§ **Task requirements**:
From the top of the records below down to the line containing "parsed and rendered", reproduce every line exactly.

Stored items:
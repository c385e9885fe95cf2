//! Core types and traits for cqldump
//!
//! This crate defines the foundational types shared by the protocol client,
//! the export/import engine and the command line tool:
//! - CqlValue: Typed cell value with its CQL literal rendering
//! - ColumnType: CQL type syntax, parsed and rendered
//! - ConsistencyLevel: Request consistency, with wire codes
//! - Schema metadata: KeyspaceMetadata, TableMetadata, UserType (DDL rendering)
//! - Row / ColumnSpec: Codec-encoded rows as the encoder consumes them
//! - Traits: Cluster access (Session, RowCursor)
//! - Error: Error type hierarchy and exit categories
//! - Limits: Fixed batch, paging and progress constants

#![warn(missing_docs)]
#![warn(clippy::all)]

pub mod column_type;
pub mod consistency;
pub mod cql;
pub mod error;
pub mod limits;
pub mod row;
pub mod schema;
pub mod traits;
pub mod value;

pub use column_type::{ColumnType, TypeParseError};
pub use consistency::{ConsistencyLevel, UnknownConsistencyLevel};
pub use cql::{qualified_name, quote_identifier, quote_string};
pub use error::{Error, ErrorCategory, Result};
pub use row::{ColumnSpec, Row};
pub use schema::{
    ClusteringOrder, ColumnKind, ColumnMetadata, IndexKind, IndexMetadata, KeyspaceMetadata,
    TableMetadata, UserType,
};
pub use traits::{RowCursor, Session};
pub use value::CqlValue;
//! Statement log
//!
//! A statement log is plain CQL text: one statement per line for data, any
//! number of lines for DDL, and `CONSISTENCY <LEVEL>;` directive lines that
//! set the level later statements run at. A statement ends at the first line
//! whose text (ignoring trailing whitespace) ends with `;`.
//!
//! ```text
//! CONSISTENCY ALL;
//! DROP KEYSPACE IF EXISTS "ks";
//! CREATE KEYSPACE "ks" WITH replication = {...} AND durable_writes = true;
//! CONSISTENCY ONE;
//! INSERT INTO "ks"."t" ("id") VALUES (1);
//! ```
//!
//! A `;` at the end of a line inside a quoted multi-line string is read as a
//! terminator. Text values with embedded newlines can trip this.

mod reader;
mod writer;

pub use reader::{is_directive, LogEntry, StatementReader};
pub use writer::StatementLogWriter;

/// Prefix of a consistency directive
pub const DIRECTIVE_PREFIX: &str = "CONSISTENCY ";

§ **Response to this exercise**:
repository c385e9885fe95cf2
//! Core types and traits for cqldump
//!
//! This crate defines the foundational types shared by the protocol client,
//! the export/import engine and the command line tool:
//! - CqlValue: Typed cell value with its CQL literal rendering
//! - ColumnType: CQL type syntax, parsed and rendered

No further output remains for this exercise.